I had a miserable Mothers Day. Not because of any real reason in particular. It was just tough. I had watched many television specials and movies about mothers and the joys of motherhoods. Read so many social media post that quoted the word of God as it relates to mothers and famous quotes and memes about mothers, and I was miserable.
As I went through the week leading up to this much celebrated day I could feel the spirit of God nudging my ear because he had something to say. I attempted to keep busy because I wasn’t ready for my heart to hear the words that I knew surely would pierce it.

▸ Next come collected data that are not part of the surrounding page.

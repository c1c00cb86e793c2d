//! Error type for season runs, configs and result files

use league_core::LeagueError;
use std::path::PathBuf;
use thiserror::Error;

#[derive(Debug, Error)]
pub enum TournamentError {
    #[error(transparent)]
    League(#[from] LeagueError),

    #[error("failed to access {}: {source}", path.display())]
    Io {
        path: PathBuf,
        #[source]
        source: std::io::Error,
    },

    #[error("failed to (de)serialize results: {0}")]
    Json(#[from] serde_json::Error),

    #[error("failed to parse config: {0}")]
    Toml(#[from] toml::de::Error),

    #[error("invalid config: {0}")]
    Config(String),
}

pub type Result<T> = std::result::Result<T, TournamentError>;

impl TournamentError {
    pub(crate) fn io(path: impl Into<PathBuf>, source: std::io::Error) -> Self {
        Self::Io {
            path: path.into(),
            source,
        }
    }
}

On Mothers Day he sat my little self down and tore into me like only he could. See, if I’m being completely honest with myself, and the truth that is mine, I must admit that I can’t relate to all the things that make mothers so great, because I wasn’t able to experience them. Now don’t get me wrong, my adopted mother did the best she could. We lived in a nice, clean home. We dressed nice, went to private schools, had home cooked meals every night, even took summer vacations. My mother (and father) took very good care of us, we never lacked for what we needed. But even with all of those things that we needed, there were things that I desired that were more important to me than the things that I needed.
Webster says that to nurture is to “feed or nourish.” A mother’s nurture is fuel for the soul. Good mothers pour care into the souls of their children much like sunlight and water pour nutrients into a plant. Our souls flourish when we are being nurtured and cared for. We grow, develop, and change according to the way we were designed.

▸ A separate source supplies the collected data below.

use super::*;

fn team(id: u32, points: u32, faced: &[u32]) -> Team {
    let mut team = Team::new(TeamId(id), format!("Team {}", id), 0.0);
    team.match_points = points;
    for &other in faced {
        team.add_faced(TeamId(other));
    }
    team
}

fn points_of(teams: &[Team]) -> HashMap<TeamId, u32> {
    teams.iter().map(|t| (t.id(), t.match_points)).collect()
}

#[test]
fn test_median_buchholz_drops_extremes() {
    let teams = vec![
        team(0, 10, &[1, 2, 3, 4]),
        team(1, 20, &[0]),
        team(2, 5, &[0]),
        team(3, 12, &[0]),
        team(4, 7, &[0]),
    ];
    let points = points_of(&teams);
    // 20 + 5 + 12 + 7 minus 20 and 5
    assert_eq!(median_buchholz(&teams[0], &points), 19);
}

#[test]
fn test_median_buchholz_without_opponents() {
    let lonely = team(0, 10, &[]);
    assert_eq!(median_buchholz(&lonely, &HashMap::new()), 0);
}

#[test]
fn test_points_decide_first() {
    let teams = vec![team(0, 12, &[]), team(1, 9, &[])];
    let points = points_of(&teams);
    assert_eq!(compare_standings(&teams[0], &teams[1], &points), Ordering::Greater);
    assert_eq!(compare_standings(&teams[1], &teams[0], &points), Ordering::Less);
}

#[test]
fn test_bye_always_last() {
    let mut bye = Team::bye(TeamId(9));
    bye.match_points = 100;
    let zero = team(0, 0, &[]);
    let points = HashMap::new();
    assert_eq!(compare_standings(&bye, &zero, &points), Ordering::Less);
    assert_eq!(compare_standings(&zero, &bye, &points), Ordering::Greater);
}

#[test]
fn test_buchholz_breaks_ties() {
    let teams = vec![
        team(0, 9, &[2, 3, 4]),
        team(1, 9, &[2, 3, 5]),
        team(2, 0, &[0, 1]),
        team(3, 6, &[0, 1]),
        team(4, 9, &[0]),
        team(5, 3, &[1]),
    ];
    let points = points_of(&teams);
    // team 0: 0 + 6 + 9 - 9 - 0 = 6; team 1: 0 + 6 + 3 - 6 - 0 = 3
    assert_eq!(compare_standings(&teams[0], &teams[1], &points), Ordering::Greater);
}

#[test]
fn test_sort_standings() {
    let mut teams = vec![
        Team::bye(TeamId(4)),
        team(0, 3, &[]),
        team(1, 18, &[]),
        team(2, 9, &[]),
        team(3, 9, &[]),
    ];
    sort_standings(&mut teams);
    let order: Vec<u32> = teams.iter().map(|t| t.id().0).collect();
    // 2 and 3 are fully tied and keep their previous order
    assert_eq!(order, vec![1, 2, 3, 0, 4]);
}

That is what I desired. To be nurtured. You must remember that I was taken from my birth mother at a very young age. While pregnant with my brother and I, our mother was addicted to drugs. After we were born my mother continued to spend the majority of her time on the streets instead of nurturing her young. After we were removed from our home and our mother we were placed in a foster home where unfortunately we were only two of many. Nurturing was almost non existent there as well. By the time we arrived to our adopted parents, I was dying to be nurtured. I was in need of someone that was going to encourage me, support me, motivate me, push me, tell me they loved me, hug me, wipe my tears, ect. Needless to say that’s not what my mom had to offer. She provided me with what I needed, not what I desired.
Without nurture we wither. The “failure to thrive” syndrome and many other childhood problems are directly related to a lack of nurture. In some cases, institutionalized babies have even died from maternal deprivation and a lack of nurture. We were created with needs that go deeper even than our physical need for food. We need the immaterial and spiritual requirements of relationship in order to live.
As I grew up, through middle school, high school, and now adulthood, my desire never changed. Because my mother could not provide me the things that I desired I put walls up around my heart and kept a safe distance from her so that I would not be disappointed.
When my father passed away last May, I literally moved in with my mother for almost a month. During that time, God gave me a supernatural strength. My mother had lost the only man she loved and she was devastated. I had to give her what she needed, the very thing that I desired, she needed to be nurtured. So for a month God gave me the opportunity to nurture my mother.
Now here we are, on Mothers day and the only gift that I desire is to be nurtured, by my mother. My husband continuously asked me what was wrong with me as I moped around. I couldn’t find a way to explain to him what I felt, because I felt empty.
Finally, before the day was over, as I settled in my bed to ponder my day and feel what I was feeling, God took the opportunity to speak. He told me that just like every other person he has allowed to play apart in my life, my mother had a purpose. Her purpose was not to nurture me. Her purpose was to take care of me and she served her purpose. Her purpose was to give me what I needed and introduce me to the person who would give me what I desired, because it was only that person who could quench my desire. “Sana”, he said, “I never intended any of the mothers I gave you to nurture you. The nurturing that you require will only come from me. I will nurture you in the way that I expect you to nurture the people that I will send to you. Honor your mother for the purpose she served in your life because now it’s time to serve your purpose in her life.”
We often times put a high expectation on the people in our lives that are the closest to us. Even when God reveals that their purpose has been served, we continue to expect from them what they don’t have to give. Looking for people to nurture us rather than the ultimate nurturer. Walking around hurt, angry, and confused with a broken heart.
It hurt when this realization smacked me in my face. I thought that being adopted would afford me all of the desires of my heart. That there would be a completeness that would overtake me. It wasn’t until Mothers Day that I realized completeness had always been within me…HE had always been with me. I just needed to shift my focus.
My relationship with my mother will never be that of a Disney story, no fairy tale endings, but my purpose in the life of my mothers will be fulfilled.